Yuta Nagashima

White Sleep

by Dave Heaton

13 April 2015

 
cover art

Yuta Nagashima

White Sleep

(Darla)
US: 17 Feb 2015
UK: 16 Feb 2015

The title White Sleep probably conjures up one image in your brain, and if so, that’s an OK place to start. Yuta Nagashima’s second album brings us quiet, pretty ambient music that unfolds at a patient pace. You could put this music on while you’re sleeping, daydreaming or meditating, and it would be a perfect companion. But think a bit more about sleep for a second. Sleep is not simple. It’s confounding, mysterious. It taunts, confuses, tempts and frustrates. The elusive nature of sleep and dreams is also noticeably present within the music on White Sleep.
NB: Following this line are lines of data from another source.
//! The grammar algebra.
//!
//! A [`Pattern`] is a shared handle to one [`Combinator`] node. Every node is
//! an actor that accepts a [`Request`] and answers it exactly once. Composite
//! nodes never call their children directly; they send them requests whose
//! `ok`/`fail` continuations are small frame actors carrying the state of the
//! match in progress.
//!
//! | constructor | consumes | value |
//! |---|---|---|
//! | [`terminal`] | one token equal to the given value | the token |
//! | [`predicate`] | one token passing a test | the token |
//! | [`any`] | one token | the token |
//! | [`end`] | nothing, only at end of input | nothing |
//! | [`sequence`] | each child in turn | list of child values |
//! | [`choice`] | the first child that matches | that child's value |
//! | [`zero_or_more`] / [`one_or_more`] | the child, repeatedly | list |
//! | [`optional`] | the child, if it matches | list of zero or one |
//! | [`not`] | nothing, only if the child fails | nothing |

use std::borrow::Cow;
use std::cell::Cell;
use std::fmt;
use std::rc::Rc;

use crate::actor::{Actor, Behavior, EventLoop};
use crate::cursor::Cursor;
use crate::namespace::RuleRef;
use crate::protocol::{Expected, Failure, Request, Success};
use crate::trail::Trail;
use crate::value::MatchValue;

/// Token test used by [`predicate`].
pub type TokenTest<V> = dyn Fn(&V) -> bool;

/// One node of a grammar.
pub enum Combinator<V: 'static> {
    Terminal(V),
    Predicate {
        label: Cow<'static, str>,
        test: Box<TokenTest<V>>,
    },
    Any,
    End,
    Sequence(Rc<[Pattern<V>]>),
    Choice(Rc<[Pattern<V>]>),
    ZeroOrMore(Pattern<V>),
    OneOrMore(Pattern<V>),
    Optional(Pattern<V>),
    Not(Pattern<V>),
    /// Late-bound reference to a namespace rule.
    Rule(RuleRef<V>),
    /// Any other actor that speaks the match protocol.
    Actor(Actor<Request<V>>),
}

/// Shared handle to a grammar node. Cloning is cheap.
pub struct Pattern<V: 'static>(Rc<Combinator<V>>);

impl<V: MatchValue> Pattern<V> {
    pub fn new(combinator: Combinator<V>) -> Self {
        Pattern(Rc::new(combinator))
    }

    /// Wrap an actor that already implements the match protocol.
    pub fn from_actor(actor: Actor<Request<V>>) -> Self {
        Self::new(Combinator::Actor(actor))
    }

    pub fn combinator(&self) -> &Combinator<V> {
        &self.0
    }

    /// Address of this pattern as an actor.
    pub fn actor(&self) -> Actor<Request<V>> {
        let behavior: Rc<dyn Behavior<Request<V>>> = self.0.clone();
        Actor::from_rc(behavior)
    }

    /// Queue `request` for this pattern.
    pub fn send(&self, sponsor: &mut EventLoop, request: Request<V>) {
        sponsor.send(&self.actor(), request);
    }
}

impl<V: 'static> Clone for Pattern<V> {
    fn clone(&self) -> Self {
        Pattern(Rc::clone(&self.0))
    }
}

impl<V: MatchValue> Behavior<Request<V>> for Combinator<V> {
    fn receive(&self, sponsor: &mut EventLoop, request: Request<V>) {
        match self {
            Combinator::Terminal(expected) => {
                if request.input.token() == Some(expected) {
                    consume(sponsor, request);
                } else {
                    reject(sponsor, request, Expected::Token(expected.clone()));
                }
            }
            Combinator::Predicate { label, test } => {
                if request.input.token().is_some_and(|token| test(token)) {
                    consume(sponsor, request);
                } else {
                    reject(sponsor, request, Expected::Label(label.clone()));
                }
            }
            Combinator::Any => {
                if request.input.is_end() {
                    reject(sponsor, request, Expected::AnyToken);
                } else {
                    consume(sponsor, request);
                }
            }
            Combinator::End => {
                if request.input.is_end() {
                    let Request { input, ok, .. } = request;
                    sponsor.send(&ok, empty_success(input));
                } else {
                    reject(sponsor, request, Expected::EndOfInput);
                }
            }
            Combinator::Sequence(items) => {
                let Request { input, ok, fail } = request;
                let frame = Rc::new(SequenceFrame {
                    items: Rc::clone(items),
                    start: input.clone(),
                    ok,
                    fail,
                });
                frame.step(sponsor, 0, input, Trail::new());
            }
            Combinator::Choice(items) => {
                let Request { input, ok, fail } = request;
                let frame = Rc::new(ChoiceFrame {
                    items: Rc::clone(items),
                    input,
                    ok,
                    fail,
                });
                frame.attempt(sponsor, 0, None);
            }
            Combinator::ZeroOrMore(body) => repeat(sponsor, body, 0, request),
            Combinator::OneOrMore(body) => repeat(sponsor, body, 1, request),
            Combinator::Optional(body) => {
                let Request { input, ok, .. } = request;
                let found = {
                    let ok = ok.clone();
                    Actor::from_fn(move |sponsor: &mut EventLoop, success: Success<V>| {
                        let Success { start, end, value } = success;
                        let value = V::list(vec![value]);
                        sponsor.send(&ok, Success { start, end, value });
                    })
                };
                let here = input.clone();
                let missing = Actor::from_fn(move |sponsor: &mut EventLoop, _: Failure<V>| {
                    let success = Success {
                        start: here.clone(),
                        end: here.clone(),
                        value: V::list(Vec::new()),
                    };
                    sponsor.send(&ok, success);
                });
                body.send(sponsor, Request::new(input, found, missing));
            }
            Combinator::Not(body) => {
                let Request { input, ok, fail } = request;
                let here = input.clone();
                let matched = Actor::from_fn(move |sponsor: &mut EventLoop, _: Success<V>| {
                    sponsor.send(&fail, Failure::unexpected(here.clone()));
                });
                let here = input.clone();
                let absent = Actor::from_fn(move |sponsor: &mut EventLoop, _: Failure<V>| {
                    sponsor.send(&ok, empty_success(here.clone()));
                });
                body.send(sponsor, Request::new(input, matched, absent));
            }
            Combinator::Rule(rule) => rule.dispatch(sponsor, request),
            Combinator::Actor(actor) => sponsor.send(actor, request),
        }
    }
}

fn empty_success<V: MatchValue>(at: Cursor<V>) -> Success<V> {
    Success {
        start: at.clone(),
        end: at,
        value: V::nothing(),
    }
}

fn reject<V: MatchValue>(sponsor: &mut EventLoop, request: Request<V>, expected: Expected<V>) {
    let Request { input, fail, .. } = request;
    sponsor.send(&fail, Failure::new(input, expected));
}

/// Take the current token and answer with the cursor after it.
fn consume<V: MatchValue>(sponsor: &mut EventLoop, request: Request<V>) {
    let Request { input, ok, .. } = request;
    let Some(token) = input.token().cloned() else {
        return;
    };
    let start = input.clone();
    let customer = Actor::from_fn(move |sponsor: &mut EventLoop, end: Cursor<V>| {
        let success = Success {
            start: start.clone(),
            end,
            value: token.clone(),
        };
        sponsor.send(&ok, success);
    });
    input.advance(sponsor, customer);
}

struct SequenceFrame<V: 'static> {
    items: Rc<[Pattern<V>]>,
    start: Cursor<V>,
    ok: Actor<Success<V>>,
    fail: Actor<Failure<V>>,
}

impl<V: MatchValue> SequenceFrame<V> {
    fn step(self: Rc<Self>, sponsor: &mut EventLoop, index: usize, at: Cursor<V>, values: Trail<V>) {
        let Some(item) = self.items.get(index).cloned() else {
            let success = Success {
                start: self.start.clone(),
                end: at,
                value: V::list(values.into_vec()),
            };
            sponsor.send(&self.ok, success);
            return;
        };
        let frame = Rc::clone(&self);
        // Each request is answered once, so the trail is taken out rather
        // than cloned and its links stay unshared.
        let slot = Cell::new(values);
        let ok = Actor::from_fn(move |sponsor: &mut EventLoop, success: Success<V>| {
            let values = slot.take().push(success.value);
            Rc::clone(&frame).step(sponsor, index + 1, success.end, values);
        });
        let frame = self;
        let fail = Actor::from_fn(move |sponsor: &mut EventLoop, failure: Failure<V>| {
            sponsor.send(&frame.fail, failure.at(frame.start.clone()));
        });
        item.send(sponsor, Request::new(at, ok, fail));
    }
}

struct ChoiceFrame<V: 'static> {
    items: Rc<[Pattern<V>]>,
    input: Cursor<V>,
    ok: Actor<Success<V>>,
    fail: Actor<Failure<V>>,
}

impl<V: MatchValue> ChoiceFrame<V> {
    fn attempt(self: Rc<Self>, sponsor: &mut EventLoop, index: usize, failed: Option<Failure<V>>) {
        let Some(item) = self.items.get(index).cloned() else {
            let failure = match failed {
                Some(failure) => failure.at(self.input.clone()),
                None => Failure::unexpected(self.input.clone()),
            };
            sponsor.send(&self.fail, failure);
            return;
        };
        let frame = Rc::clone(&self);
        let fail = Actor::from_fn(move |sponsor: &mut EventLoop, failure: Failure<V>| {
            let merged = match &failed {
                Some(earlier) => earlier.clone().merge(failure),
                None => failure,
            };
            Rc::clone(&frame).attempt(sponsor, index + 1, Some(merged));
        });
        item.send(sponsor, Request::new(self.input.clone(), self.ok.clone(), fail));
    }
}

struct RepeatFrame<V: 'static> {
    body: Pattern<V>,
    start: Cursor<V>,
    min: usize,
    ok: Actor<Success<V>>,
    fail: Actor<Failure<V>>,
}

fn repeat<V: MatchValue>(sponsor: &mut EventLoop, body: &Pattern<V>, min: usize, request: Request<V>) {
    let Request { input, ok, fail } = request;
    let frame = Rc::new(RepeatFrame {
        body: body.clone(),
        start: input.clone(),
        min,
        ok,
        fail,
    });
    frame.iterate(sponsor, input, Trail::new());
}

impl<V: MatchValue> RepeatFrame<V> {
    fn iterate(self: Rc<Self>, sponsor: &mut EventLoop, at: Cursor<V>, values: Trail<V>) {
        let frame = Rc::clone(&self);
        // Exactly one of `ok` and `fail` answers; whichever does takes the trail.
        let slot = Rc::new(Cell::new(values));
        let collected = Rc::clone(&slot);
        let ok = Actor::from_fn(move |sponsor: &mut EventLoop, success: Success<V>| {
            let values = collected.take();
            if success.consumed() == 0 {
                // A nullable body would match here forever.
                let values = if values.len() < frame.min {
                    values.push(success.value)
                } else {
                    values
                };
                frame.finish(sponsor, success.end, values);
            } else {
                Rc::clone(&frame).iterate(sponsor, success.end, values.push(success.value));
            }
        });
        let frame = Rc::clone(&self);
        let here = at.clone();
        let fail = Actor::from_fn(move |sponsor: &mut EventLoop, failure: Failure<V>| {
            let values = slot.take();
            if values.len() < frame.min {
                sponsor.send(&frame.fail, failure.at(frame.start.clone()));
            } else {
                frame.finish(sponsor, here.clone(), values);
            }
        });
        self.body.send(sponsor, Request::new(at, ok, fail));
    }

    fn finish(&self, sponsor: &mut EventLoop, end: Cursor<V>, values: Trail<V>) {
        let success = Success {
            start: self.start.clone(),
            end,
            value: V::list(values.into_vec()),
        };
        sponsor.send(&self.ok, success);
    }
}

/// Match exactly the token `value`.
pub fn terminal<V: MatchValue>(value: V) -> Pattern<V> {
    Pattern::new(Combinator::Terminal(value))
}

/// Match one token for which `test` returns `true`.
pub fn predicate<V, F>(test: F) -> Pattern<V>
where
    V: MatchValue,
    F: Fn(&V) -> bool + 'static,
{
    predicate_labeled("matching token", test)
}

/// Like [`predicate`], naming what the test accepts for failure reports.
pub fn predicate_labeled<V, F>(label: impl Into<Cow<'static, str>>, test: F) -> Pattern<V>
where
    V: MatchValue,
    F: Fn(&V) -> bool + 'static,
{
    Pattern::new(Combinator::Predicate {
        label: label.into(),
        test: Box::new(test),
    })
}

/// Match any single token.
pub fn any<V: MatchValue>() -> Pattern<V> {
    Pattern::new(Combinator::Any)
}

/// Match only at end of input.
pub fn end<V: MatchValue>() -> Pattern<V> {
    Pattern::new(Combinator::End)
}

pub fn sequence<V: MatchValue>(items: impl IntoIterator<Item = Pattern<V>>) -> Pattern<V> {
    Pattern::new(Combinator::Sequence(items.into_iter().collect()))
}

/// Ordered choice: alternatives are tried one after another, in order.
pub fn choice<V: MatchValue>(items: impl IntoIterator<Item = Pattern<V>>) -> Pattern<V> {
    Pattern::new(Combinator::Choice(items.into_iter().collect()))
}

pub fn zero_or_more<V: MatchValue>(body: Pattern<V>) -> Pattern<V> {
    Pattern::new(Combinator::ZeroOrMore(body))
}

pub fn one_or_more<V: MatchValue>(body: Pattern<V>) -> Pattern<V> {
    Pattern::new(Combinator::OneOrMore(body))
}

pub fn optional<V: MatchValue>(body: Pattern<V>) -> Pattern<V> {
    Pattern::new(Combinator::Optional(body))
}

/// Negative lookahead.
pub fn not<V: MatchValue>(body: Pattern<V>) -> Pattern<V> {
    Pattern::new(Combinator::Not(body))
}

impl<V: fmt::Debug + 'static> fmt::Debug for Combinator<V> {
    fn fmt(&self, f: &mut fmt::Formatter<'_>) -> fmt::Result {
        match self {
            Combinator::Terminal(value) => f.debug_tuple("Terminal").field(value).finish(),
            Combinator::Predicate { label, .. } => f.debug_tuple("Predicate").field(label).finish(),
            Combinator::Any => f.write_str("Any"),
            Combinator::End => f.write_str("End"),
            Combinator::Sequence(items) => f.debug_tuple("Sequence").field(items).finish(),
            Combinator::Choice(items) => f.debug_tuple("Choice").field(items).finish(),
            Combinator::ZeroOrMore(body) => f.debug_tuple("ZeroOrMore").field(body).finish(),
            Combinator::OneOrMore(body) => f.debug_tuple("OneOrMore").field(body).finish(),
            Combinator::Optional(body) => f.debug_tuple("Optional").field(body).finish(),
            Combinator::Not(body) => f.debug_tuple("Not").field(body).finish(),
            Combinator::Rule(rule) => f.debug_tuple("Rule").field(&rule.name()).finish(),
            Combinator::Actor(actor) => f.debug_tuple("Actor").field(actor).finish(),
        }
    }
}

impl<V: fmt::Debug + 'static> fmt::Debug for Pattern<V> {
    fn fmt(&self, f: &mut fmt::Formatter<'_>) -> fmt::Result {
        self.0.fmt(f)
    }
}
It’s in the way it can be still, almost hovering in the air, but also in the smaller, stranger sounds that make up the overall sound—submerged snippets from field recordings, near-silent electro-acoustic doodles.

Listen up close to this and you will get lost, but lost within an overall feeling and mood that becomes more complex the longer you stay there. According to Darla Records’ promotional materials for the album, Nagashima has said “white sleep” is the state of consciousness that a baby begins life with; sleep is when we get closest to returning to it. That explanation further enhances the feeling that we get while listening to this. It’s as though we’re stepping into a gorgeous no man’s land, an immaterial state of being that’s hard to put boundaries, or words, around.